On Fri, May 8, 2009 at 10:58 AM, Mart Sõmermaa <mrts.pydev@gmail.com> wrote:
So, let's review what we have in terms of data structures:
s/data structures/container data structures/
from "total" coverage of data structures. And it is practical as well.
s/"total" coverage of data structures/"total" coverage of container data structures based on ordering and uniqueness criteria/
On Fri, May 8, 2009 at 4:14 PM, Arnaud Delobelle <arnodel@googlemail.com> wrote:
2009/5/8 Mart Sõmermaa <mrts.pydev@gmail.com>:
As Multiset is arguably quite useless[...]
Arguably, it is far from useless.
-- Arnaud
Can you perhaps provide a use case where a list (an "ordered multiset") does not suffice?
Mart Sõmermaa wrote:
On Fri, May 8, 2009 at 4:14 PM, Arnaud Delobelle <arnodel@googlemail.com> wrote:
2009/5/8 Mart Sõmermaa <mrts.pydev@gmail.com>:
As Multiset is arguably quite useless[...] Arguably, it is far from useless.
Can you perhaps provide a use case where a list (an "ordered multiset") does not suffice?
Raymond Hettinger has created a Counter class instead of a strict multiset class. It's useful for efficiently counting how many times things occur. Without it you would have to build a dict of counts (I've done it myself). Practicality beats purity, etc.
Le Fri, 8 May 2009 17:24:41 +0300, Mart Sõmermaa <mrts.pydev@gmail.com> s'exprima ainsi:
On Fri, May 8, 2009 at 4:14 PM, Arnaud Delobelle <arnodel@googlemail.com> wrote:
2009/5/8 Mart Sõmermaa <mrts.pydev@gmail.com>:
As Multiset is arguably quite useless[...]
Arguably, it is far from useless.
-- Arnaud
Can you perhaps provide a use case where a list (an "ordered multiset") does not suffice?

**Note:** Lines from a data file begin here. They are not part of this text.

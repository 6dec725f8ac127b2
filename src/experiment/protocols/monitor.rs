//! DAQ monitor: long scalar record with drift detection.
//!
//! Once more than 95 samples exist, every `duration` samples the mean of the
//! last window is compared with the mean of the whole record. A window that
//! sits more than `tolerance` standard deviations away is a fault: it is
//! appended to `faultLog.txt` when logging is enabled, and the first fault of
//! a run flips "Status" to "Unstable" and optionally sends an alert.
//!
//! When the run ends the status line shows the record's mean and standard
//! deviation.

use async_trait::async_trait;
use parking_lot::Mutex;
use serde_json::json;
use std::path::PathBuf;
use std::sync::Arc;
use tracing::{info, warn};

use crate::alert::{send_instability_alert, AlertSink, LogAlertSink};
use crate::data::{ColumnTable, ResultSink, TsvFileSink};
use crate::error::{AppResult, DaqError};
use crate::experiment::context::{ProgressCycle, ScanContext};
use crate::experiment::events::{Measurement, ScanSummary, ScanUpdate, ShutterState};
use crate::experiment::protocols::{output_dir, ScanProtocol, NO_CHOICES};
use crate::experiment::{Collaborators, Experiment, ScanPlan, START_EVENT};
use crate::hardware::capabilities::Input;
use crate::hardware::registry::{BindingContext, Bound};
use crate::modules::Module;
use crate::property::{PropertyKind, PropertySet, PropertySpec};

/// Samples required before the first stability check.
const MIN_SAMPLES: usize = 95;

const STABLE: &str = "Stable";
const UNSTABLE: &str = "Unstable";
const FAULT_LOG: &str = "faultLog.txt";
const TIMESTAMP_FORMAT: &str = "%Y-%m-%d %H:%M:%S";

/// Settings read once at scan start.
#[derive(Debug, Clone)]
struct FaultPolicy {
    duration: usize,
    tolerance: f64,
    email: bool,
    sender: String,
    password: String,
    destination: String,
    log: Option<PathBuf>,
}

#[derive(Default)]
struct MonitorRecord {
    data: Vec<f64>,
    policy: Option<FaultPolicy>,
    faulted: bool,
}

/// Mean and population standard deviation.
fn mean_std(data: &[f64]) -> (f64, f64) {
    if data.is_empty() {
        return (f64::NAN, f64::NAN);
    }
    let n = data.len() as f64;
    let mean = data.iter().sum::<f64>() / n;
    let var = data.iter().map(|x| (x - mean).powi(2)).sum::<f64>() / n;
    (mean, var.sqrt())
}

/// `%g`-style formatting: six significant digits, trailing zeros trimmed.
fn format_g(x: f64) -> String {
    if x == 0.0 || !x.is_finite() {
        return format!("{x}");
    }
    let exponent = x.abs().log10().floor() as i32;
    if !(-4..6).contains(&exponent) {
        let text = format!("{x:.5e}");
        let (mantissa, exp) = text.split_once('e').unwrap_or((text.as_str(), "0"));
        let mantissa = mantissa.trim_end_matches('0').trim_end_matches('.');
        let exp: i32 = exp.parse().unwrap_or(0);
        let sign = if exp < 0 { '-' } else { '+' };
        return format!("{mantissa}e{sign}{:02}", exp.abs());
    }
    let decimals = (5 - exponent).max(0) as usize;
    let text = format!("{x:.decimals$}");
    if text.contains('.') {
        text.trim_end_matches('0').trim_end_matches('.').to_string()
    } else {
        text
    }
}

fn timestamp() -> String {
    chrono::Utc::now().format(TIMESTAMP_FORMAT).to_string()
}

/// Stability monitor for a scalar input.
pub struct DaqMonitor {
    properties: PropertySet,
    inputs: Collaborators<dyn Input>,
    sink: Arc<dyn ResultSink>,
    alerts: Arc<dyn AlertSink>,
    record: Mutex<MonitorRecord>,
}

impl DaqMonitor {
    /// Monitor saving through a [`TsvFileSink`] and logging alerts.
    pub fn new() -> AppResult<Self> {
        let properties = PropertySet::from_specs(vec![
            PropertySpec::new("DAQ", PropertyKind::Choice, 0).choices(NO_CHOICES),
            PropertySpec::new("# of Points", PropertyKind::Spin, 200).info(json!([1, 1_000_000])),
            PropertySpec::new("Progress", PropertyKind::Progress, 0),
            PropertySpec::new("Start", PropertyKind::Button, "Scan").event(START_EVENT),
            PropertySpec::new("Save", PropertyKind::Button, "Save Last Scan").event("on_save"),
            PropertySpec::new("Save To", PropertyKind::File, "daq_monitor.dat").info("save"),
            PropertySpec::new("Tolerance (std dev)", PropertyKind::Input, ".1").info("float"),
            PropertySpec::new("Average Duration", PropertyKind::Spin, 10).info(json!([1, 100_000])),
            PropertySpec::new("Status", PropertyKind::Label, STABLE),
            PropertySpec::new("Send Email at Fault", PropertyKind::Checkbox, false)
                .info("send email at initial fault"),
            PropertySpec::new("Outgoing Email Address", PropertyKind::Input, "test@gmail.com"),
            PropertySpec::new("Password", PropertyKind::Input, ""),
            PropertySpec::new("Destination Email", PropertyKind::Input, "test@gmail.com"),
            PropertySpec::new("Path", PropertyKind::File, "").info("path"),
            PropertySpec::new("Keep Fault Log", PropertyKind::Checkbox, false)
                .info("generate faultLog.txt"),
        ])?;
        Ok(Self {
            properties,
            inputs: Collaborators::new(),
            sink: Arc::new(TsvFileSink::new()),
            alerts: Arc::new(LogAlertSink),
            record: Mutex::new(MonitorRecord::default()),
        })
    }

    /// Directory for the fault log and the default save file.
    pub fn with_output_dir(self, dir: &str) -> AppResult<Self> {
        self.properties.set_value("path", dir)?;
        let file = PathBuf::from(dir).join("daq_monitor.dat");
        self.properties
            .set_value("save to", file.to_string_lossy().into_owned())?;
        Ok(self)
    }

    /// Write results through `sink` instead of the file system.
    pub fn with_sink(mut self, sink: Arc<dyn ResultSink>) -> Self {
        self.sink = sink;
        self
    }

    /// Deliver fault alerts through `alerts`.
    pub fn with_alert_sink(mut self, alerts: Arc<dyn AlertSink>) -> Self {
        self.alerts = alerts;
        self
    }

    /// Samples recorded so far.
    pub fn samples(&self) -> Vec<f64> {
        self.record.lock().data.clone()
    }

    /// Save the last record as a single column; returns whether anything was
    /// written.
    pub fn save(&self) -> AppResult<bool> {
        let data = self.samples();
        if data.is_empty() {
            warn!(experiment = self.name(), "nothing to save yet");
            return Ok(false);
        }
        let path = PathBuf::from(self.properties.value("save to")?.as_text().trim());
        self.sink
            .write_table(&path, &ColumnTable::from_columns([data])?)?;
        info!(experiment = self.name(), path = %path.display(), "monitor record saved");
        Ok(true)
    }

    fn read_policy(&self, points: usize) -> AppResult<FaultPolicy> {
        let snapshot = self.properties.snapshot();
        let tolerance = snapshot.float("tolerance")?;
        if tolerance <= 0.0 {
            return Err(DaqError::invalid("Tolerance (std dev)", "must be positive"));
        }
        let duration = snapshot.count("duration")?.max(1);
        let log = snapshot
            .flag("fault log")?
            .then(|| output_dir(&snapshot.text("path").unwrap_or_default()).join(FAULT_LOG));

        if let Some(path) = &log {
            self.sink.append_text(
                path,
                &format!(
                    "{} - log in\n{points}measurements will be made.\nDuration = {duration}, Tolerance = {}\n\
                     Time of Fault\tCurrent Value\tCurrent Mean\tCurrent stdev\n",
                    timestamp(),
                    snapshot.text("tolerance")?,
                ),
            )?;
        }

        Ok(FaultPolicy {
            duration,
            tolerance,
            email: snapshot.flag("send email")?,
            sender: snapshot.text("outgoing")?,
            password: snapshot.text("password")?,
            destination: snapshot.text("destination")?,
            log,
        })
    }

    /// Run the stability check after a new sample; returns whether it failed.
    fn check_stability(&self, record: &mut MonitorRecord) -> AppResult<bool> {
        let Some(policy) = record.policy.clone() else {
            return Ok(false);
        };
        let len = record.data.len();
        if (len + 1) % policy.duration != 0 || len <= MIN_SAMPLES {
            return Ok(false);
        }

        let window = &record.data[len.saturating_sub(policy.duration + 1)..len - 1];
        let (sliding, _) = mean_std(window);
        let (net, std) = mean_std(&record.data);
        let deviation = ((sliding - net) / (std * policy.tolerance)).abs();
        if deviation.is_nan() || deviation <= 1.0 {
            return Ok(false);
        }

        warn!(
            experiment = self.name(),
            sliding,
            net,
            std,
            duration = policy.duration,
            tolerance = policy.tolerance,
            "instability fault"
        );
        if let Some(path) = &policy.log {
            self.sink
                .append_text(path, &format!("{}\t{sliding}\t{net}\t{std}\n", timestamp()))?;
        }
        if !record.faulted {
            record.faulted = true;
            self.properties.set_value("status", UNSTABLE)?;
            if policy.email {
                send_instability_alert(
                    &self.alerts,
                    &policy.sender,
                    &policy.password,
                    &policy.destination,
                    policy.duration,
                    policy.tolerance,
                )?;
            }
        }
        Ok(true)
    }
}

#[async_trait]
impl Module for DaqMonitor {
    fn name(&self) -> &str {
        "DAQ Monitor"
    }

    fn properties(&self) -> &PropertySet {
        &self.properties
    }

    async fn initialize(&self, ctx: &BindingContext<'_>) -> AppResult<()> {
        self.inputs.bind(&self.properties, "daq", ctx.inputs())
    }

    fn handle_event(&self, event: &str) -> AppResult<()> {
        if event == "on_save" {
            self.save()?;
        }
        Ok(())
    }
}

impl Experiment for DaqMonitor {
    fn prepare(&self) -> AppResult<ScanPlan> {
        let snapshot = self.properties.snapshot();
        let input = self.inputs.require(snapshot.index("daq")?, self.name(), "input")?;
        let points = snapshot.count("points")?;
        if points == 0 {
            return Err(DaqError::EmptyScan);
        }
        let policy = self.read_policy(points)?;

        *self.record.lock() = MonitorRecord {
            data: Vec::with_capacity(points),
            policy: Some(policy),
            faulted: false,
        };
        self.properties.set_value("status", STABLE)?;
        self.properties.set_value("progress", 0.0)?;
        info!(experiment = self.name(), input = input.label(), points, "monitor prepared");

        let protocol = MonitorProtocol {
            input: input.clone(),
            points,
            completed: 0,
        };
        Ok(ScanPlan::new(protocol).using(&input))
    }

    fn on_update(&self, update: &ScanUpdate) -> AppResult<()> {
        let Measurement::Scalar { value } = update.measurement else {
            return Ok(());
        };
        {
            let mut record = self.record.lock();
            record.data.push(value);
            self.check_stability(&mut record)?;
        }
        if let Some(progress) = update.progress {
            self.properties.set_value("progress", progress)?;
        }
        Ok(())
    }

    fn on_finished(&self, _summary: &ScanSummary) -> AppResult<()> {
        let data = self.samples();
        if data.is_empty() {
            return Ok(());
        }
        let (mean, std) = mean_std(&data);
        info!(experiment = self.name(), samples = data.len(), mean, std, "monitor finished");
        self.properties.set_value(
            "status",
            format!("Mean Value = {}\nStd.Dev = {}", format_g(mean), format_g(std)),
        )?;
        Ok(())
    }
}

// =============================================================================
// Protocol
// =============================================================================

struct MonitorProtocol {
    input: Bound<dyn Input>,
    points: usize,
    completed: usize,
}

#[async_trait]
impl ScanProtocol for MonitorProtocol {
    async fn run(&mut self, ctx: &ScanContext) -> AppResult<()> {
        if !ctx.sleep(ctx.timing().pre_scan_delay()).await {
            return Ok(());
        }
        let mut progress = ProgressCycle::stepped(self.points);
        progress.advance();

        for point in 0..self.points {
            if ctx.is_cancelled() {
                return Ok(());
            }
            let value = self.input.device().read().await?;
            ctx.update(ScanUpdate {
                set: 0,
                point: Some(point),
                position: 0.0,
                shutter: ShutterState::Open,
                measurement: Measurement::Scalar { value },
                progress: Some(progress.advance()),
            })
            .await?;
            if !ctx.sleep(ctx.timing().inter_point_delay()).await {
                return Ok(());
            }
        }
        self.completed = 1;
        Ok(())
    }

    async fn cleanup(&mut self, _ctx: &ScanContext) -> AppResult<()> {
        Ok(())
    }

    fn completed_sets(&self) -> usize {
        self.completed
    }
}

I feel the same. Unorder (like in dict or set) is not a feature, I guess. Set is useful for it ensures uniqueness of items, not because of unorder. A kind of "unique-item" sequence would do as well. Unorder is rather a consequence of hash implementation for performance, but I cannot find any use case where it would be a useful feature. Examples welcome. Denis ------ la vita e estrany
On Sat, May 9, 2009 at 5:17 AM, spir <denis.spir@free.fr> wrote:
I feel the same. Unorder (like in dict or set) is not a feature, I guess. Set is useful for it ensures uniqueness of items, not because of unorder. A kind of "unique-item" sequence would do as well. Unorder is rather a consequence of hash implementation for performance, but I cannot find any use case where it would be a useful feature. Examples welcome.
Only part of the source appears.